== Task data ==
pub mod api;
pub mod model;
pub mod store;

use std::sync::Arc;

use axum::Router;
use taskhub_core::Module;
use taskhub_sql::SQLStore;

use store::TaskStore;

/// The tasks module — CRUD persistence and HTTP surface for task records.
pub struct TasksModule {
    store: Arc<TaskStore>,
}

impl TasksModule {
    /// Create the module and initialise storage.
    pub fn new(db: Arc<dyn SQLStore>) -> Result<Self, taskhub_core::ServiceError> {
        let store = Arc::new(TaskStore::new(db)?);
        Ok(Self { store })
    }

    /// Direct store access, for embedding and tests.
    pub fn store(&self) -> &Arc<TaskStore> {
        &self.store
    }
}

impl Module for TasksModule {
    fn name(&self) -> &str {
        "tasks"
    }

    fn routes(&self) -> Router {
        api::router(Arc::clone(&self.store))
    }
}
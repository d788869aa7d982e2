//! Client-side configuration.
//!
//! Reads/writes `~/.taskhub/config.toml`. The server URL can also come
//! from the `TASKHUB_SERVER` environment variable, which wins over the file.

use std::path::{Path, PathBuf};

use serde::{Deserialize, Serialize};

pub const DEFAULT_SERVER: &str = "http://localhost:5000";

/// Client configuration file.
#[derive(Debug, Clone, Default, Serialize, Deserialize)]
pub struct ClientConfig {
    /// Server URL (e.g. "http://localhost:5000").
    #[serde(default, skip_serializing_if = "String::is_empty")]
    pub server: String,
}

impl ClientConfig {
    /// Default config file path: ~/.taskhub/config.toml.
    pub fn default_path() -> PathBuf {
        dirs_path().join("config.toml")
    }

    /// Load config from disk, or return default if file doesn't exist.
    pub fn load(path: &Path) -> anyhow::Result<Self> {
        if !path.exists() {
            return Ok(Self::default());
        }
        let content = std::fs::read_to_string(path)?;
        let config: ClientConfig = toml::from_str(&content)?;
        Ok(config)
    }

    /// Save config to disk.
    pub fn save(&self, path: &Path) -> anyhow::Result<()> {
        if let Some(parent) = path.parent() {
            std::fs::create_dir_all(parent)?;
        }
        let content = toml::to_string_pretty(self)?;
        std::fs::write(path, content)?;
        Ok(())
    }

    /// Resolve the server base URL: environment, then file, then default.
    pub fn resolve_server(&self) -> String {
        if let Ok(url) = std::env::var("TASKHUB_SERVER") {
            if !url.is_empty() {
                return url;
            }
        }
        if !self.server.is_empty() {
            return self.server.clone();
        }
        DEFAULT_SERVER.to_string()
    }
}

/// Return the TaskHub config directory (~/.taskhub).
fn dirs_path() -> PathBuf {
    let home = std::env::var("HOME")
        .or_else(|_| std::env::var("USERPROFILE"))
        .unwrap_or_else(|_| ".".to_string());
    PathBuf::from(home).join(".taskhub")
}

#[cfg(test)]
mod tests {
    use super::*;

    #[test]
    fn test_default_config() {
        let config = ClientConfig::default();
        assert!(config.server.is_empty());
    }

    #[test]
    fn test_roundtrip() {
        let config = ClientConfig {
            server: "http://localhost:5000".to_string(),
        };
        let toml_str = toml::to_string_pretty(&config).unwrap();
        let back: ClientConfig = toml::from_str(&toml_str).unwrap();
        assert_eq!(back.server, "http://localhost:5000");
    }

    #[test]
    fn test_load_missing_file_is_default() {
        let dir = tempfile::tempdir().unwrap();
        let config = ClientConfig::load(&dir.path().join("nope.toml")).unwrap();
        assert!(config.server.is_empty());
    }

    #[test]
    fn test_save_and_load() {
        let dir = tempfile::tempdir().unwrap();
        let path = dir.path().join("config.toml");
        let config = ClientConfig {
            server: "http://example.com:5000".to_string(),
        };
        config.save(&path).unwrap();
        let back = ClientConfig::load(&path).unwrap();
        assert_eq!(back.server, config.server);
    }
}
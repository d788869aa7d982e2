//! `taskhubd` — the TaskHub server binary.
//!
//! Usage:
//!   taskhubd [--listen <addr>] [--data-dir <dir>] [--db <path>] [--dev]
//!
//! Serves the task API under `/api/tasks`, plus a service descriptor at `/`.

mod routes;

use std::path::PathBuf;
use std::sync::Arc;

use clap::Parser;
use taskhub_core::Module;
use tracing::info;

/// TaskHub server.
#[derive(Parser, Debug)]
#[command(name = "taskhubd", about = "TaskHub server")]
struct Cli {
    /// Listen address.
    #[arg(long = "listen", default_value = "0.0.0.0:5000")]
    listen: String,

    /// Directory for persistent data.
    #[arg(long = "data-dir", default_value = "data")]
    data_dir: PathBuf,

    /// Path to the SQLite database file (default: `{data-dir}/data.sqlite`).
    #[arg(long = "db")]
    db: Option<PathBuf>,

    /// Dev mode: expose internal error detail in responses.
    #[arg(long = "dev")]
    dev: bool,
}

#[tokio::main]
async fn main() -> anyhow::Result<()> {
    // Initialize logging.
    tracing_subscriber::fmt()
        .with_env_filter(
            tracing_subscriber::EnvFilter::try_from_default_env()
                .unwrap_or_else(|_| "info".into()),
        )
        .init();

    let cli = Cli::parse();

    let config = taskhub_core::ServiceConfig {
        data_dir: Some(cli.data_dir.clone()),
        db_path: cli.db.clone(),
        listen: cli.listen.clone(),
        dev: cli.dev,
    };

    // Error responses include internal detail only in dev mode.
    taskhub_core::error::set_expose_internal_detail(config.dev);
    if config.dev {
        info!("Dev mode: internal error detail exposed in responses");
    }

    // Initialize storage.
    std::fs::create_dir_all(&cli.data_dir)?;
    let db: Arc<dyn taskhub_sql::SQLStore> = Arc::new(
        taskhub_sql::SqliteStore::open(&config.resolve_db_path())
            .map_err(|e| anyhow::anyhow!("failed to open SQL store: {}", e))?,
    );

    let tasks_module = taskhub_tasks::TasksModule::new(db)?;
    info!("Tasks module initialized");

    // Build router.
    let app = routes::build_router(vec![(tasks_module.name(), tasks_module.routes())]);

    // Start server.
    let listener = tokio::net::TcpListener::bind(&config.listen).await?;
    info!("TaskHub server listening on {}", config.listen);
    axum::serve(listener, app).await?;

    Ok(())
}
...
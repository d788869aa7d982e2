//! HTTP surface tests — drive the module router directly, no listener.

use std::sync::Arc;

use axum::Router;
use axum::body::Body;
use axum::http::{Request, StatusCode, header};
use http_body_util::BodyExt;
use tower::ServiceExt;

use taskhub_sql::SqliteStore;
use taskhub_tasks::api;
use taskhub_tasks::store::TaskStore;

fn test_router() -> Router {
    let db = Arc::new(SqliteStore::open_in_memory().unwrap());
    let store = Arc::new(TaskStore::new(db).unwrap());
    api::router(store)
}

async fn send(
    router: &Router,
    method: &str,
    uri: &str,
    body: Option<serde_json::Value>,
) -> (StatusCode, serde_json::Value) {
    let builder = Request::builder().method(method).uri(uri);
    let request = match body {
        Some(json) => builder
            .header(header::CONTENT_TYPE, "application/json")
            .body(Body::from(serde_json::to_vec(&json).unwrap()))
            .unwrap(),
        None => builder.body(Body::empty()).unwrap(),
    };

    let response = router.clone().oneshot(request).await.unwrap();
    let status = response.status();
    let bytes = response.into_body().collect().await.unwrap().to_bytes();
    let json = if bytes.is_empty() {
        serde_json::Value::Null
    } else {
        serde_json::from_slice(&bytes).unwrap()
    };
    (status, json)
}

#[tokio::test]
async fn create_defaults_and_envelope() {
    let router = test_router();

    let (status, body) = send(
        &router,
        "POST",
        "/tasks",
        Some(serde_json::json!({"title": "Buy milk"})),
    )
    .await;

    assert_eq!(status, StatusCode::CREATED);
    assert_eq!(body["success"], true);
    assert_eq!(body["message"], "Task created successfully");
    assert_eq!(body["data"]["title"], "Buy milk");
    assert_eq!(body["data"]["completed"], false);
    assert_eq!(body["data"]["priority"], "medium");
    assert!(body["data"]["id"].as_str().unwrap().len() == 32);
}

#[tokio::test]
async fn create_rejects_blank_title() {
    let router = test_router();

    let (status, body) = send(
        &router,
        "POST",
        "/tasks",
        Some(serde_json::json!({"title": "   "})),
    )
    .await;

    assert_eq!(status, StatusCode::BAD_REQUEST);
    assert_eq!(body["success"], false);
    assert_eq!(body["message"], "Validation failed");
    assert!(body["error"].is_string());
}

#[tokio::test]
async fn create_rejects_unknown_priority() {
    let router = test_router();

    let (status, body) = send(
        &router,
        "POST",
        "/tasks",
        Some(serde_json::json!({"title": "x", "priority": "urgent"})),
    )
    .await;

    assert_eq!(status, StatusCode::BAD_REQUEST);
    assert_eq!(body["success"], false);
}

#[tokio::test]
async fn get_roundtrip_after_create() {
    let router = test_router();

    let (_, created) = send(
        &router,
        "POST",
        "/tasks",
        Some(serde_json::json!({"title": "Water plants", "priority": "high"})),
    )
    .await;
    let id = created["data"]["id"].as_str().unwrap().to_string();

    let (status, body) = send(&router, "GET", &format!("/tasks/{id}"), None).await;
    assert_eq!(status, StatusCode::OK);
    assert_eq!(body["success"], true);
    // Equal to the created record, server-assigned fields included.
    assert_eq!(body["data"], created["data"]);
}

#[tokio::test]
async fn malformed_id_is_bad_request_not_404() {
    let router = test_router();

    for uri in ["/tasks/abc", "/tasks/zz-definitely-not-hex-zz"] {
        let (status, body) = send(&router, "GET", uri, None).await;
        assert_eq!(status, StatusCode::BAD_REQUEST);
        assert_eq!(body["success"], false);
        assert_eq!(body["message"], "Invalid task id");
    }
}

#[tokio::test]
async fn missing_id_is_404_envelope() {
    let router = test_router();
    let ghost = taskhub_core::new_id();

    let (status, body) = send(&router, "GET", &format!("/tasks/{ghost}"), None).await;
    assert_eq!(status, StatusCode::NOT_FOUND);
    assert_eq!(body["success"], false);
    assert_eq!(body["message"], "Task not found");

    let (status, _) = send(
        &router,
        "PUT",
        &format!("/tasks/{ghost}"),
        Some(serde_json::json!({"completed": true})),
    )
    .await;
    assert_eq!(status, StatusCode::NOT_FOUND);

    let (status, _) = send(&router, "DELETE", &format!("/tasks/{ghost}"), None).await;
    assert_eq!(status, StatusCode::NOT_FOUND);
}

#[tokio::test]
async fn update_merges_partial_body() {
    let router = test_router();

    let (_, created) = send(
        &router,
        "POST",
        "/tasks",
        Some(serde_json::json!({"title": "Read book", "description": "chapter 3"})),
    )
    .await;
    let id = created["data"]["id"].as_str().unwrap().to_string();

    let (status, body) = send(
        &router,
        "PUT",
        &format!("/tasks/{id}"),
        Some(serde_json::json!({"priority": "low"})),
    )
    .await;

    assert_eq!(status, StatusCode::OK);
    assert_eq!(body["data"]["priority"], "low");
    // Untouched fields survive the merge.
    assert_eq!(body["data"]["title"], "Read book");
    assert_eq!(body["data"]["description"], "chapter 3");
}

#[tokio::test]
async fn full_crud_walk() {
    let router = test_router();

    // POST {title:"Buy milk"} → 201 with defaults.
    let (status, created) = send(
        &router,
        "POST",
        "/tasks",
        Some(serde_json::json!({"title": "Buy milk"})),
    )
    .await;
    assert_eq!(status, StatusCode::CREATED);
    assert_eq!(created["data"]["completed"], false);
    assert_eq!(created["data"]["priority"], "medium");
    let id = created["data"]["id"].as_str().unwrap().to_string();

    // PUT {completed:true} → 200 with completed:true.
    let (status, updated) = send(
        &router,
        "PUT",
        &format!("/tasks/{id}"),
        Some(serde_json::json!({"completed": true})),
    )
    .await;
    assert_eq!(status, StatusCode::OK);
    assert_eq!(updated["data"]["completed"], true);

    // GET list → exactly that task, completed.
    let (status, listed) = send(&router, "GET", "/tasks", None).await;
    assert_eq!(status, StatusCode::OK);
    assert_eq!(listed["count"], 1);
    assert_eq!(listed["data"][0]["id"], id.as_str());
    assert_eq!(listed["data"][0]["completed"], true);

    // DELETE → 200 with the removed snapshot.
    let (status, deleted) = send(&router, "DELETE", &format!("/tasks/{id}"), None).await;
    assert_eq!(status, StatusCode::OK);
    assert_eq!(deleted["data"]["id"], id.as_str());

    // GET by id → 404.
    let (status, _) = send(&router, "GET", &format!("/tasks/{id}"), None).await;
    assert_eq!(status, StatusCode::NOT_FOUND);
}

== What to work on ==
Return every line of the material in which the word "bytes" is found.

== Solution to this exercise ==
    let bytes = response.into_body().collect().await.unwrap().to_bytes();
    let json = if bytes.is_empty() {
        serde_json::from_slice(&bytes).unwrap()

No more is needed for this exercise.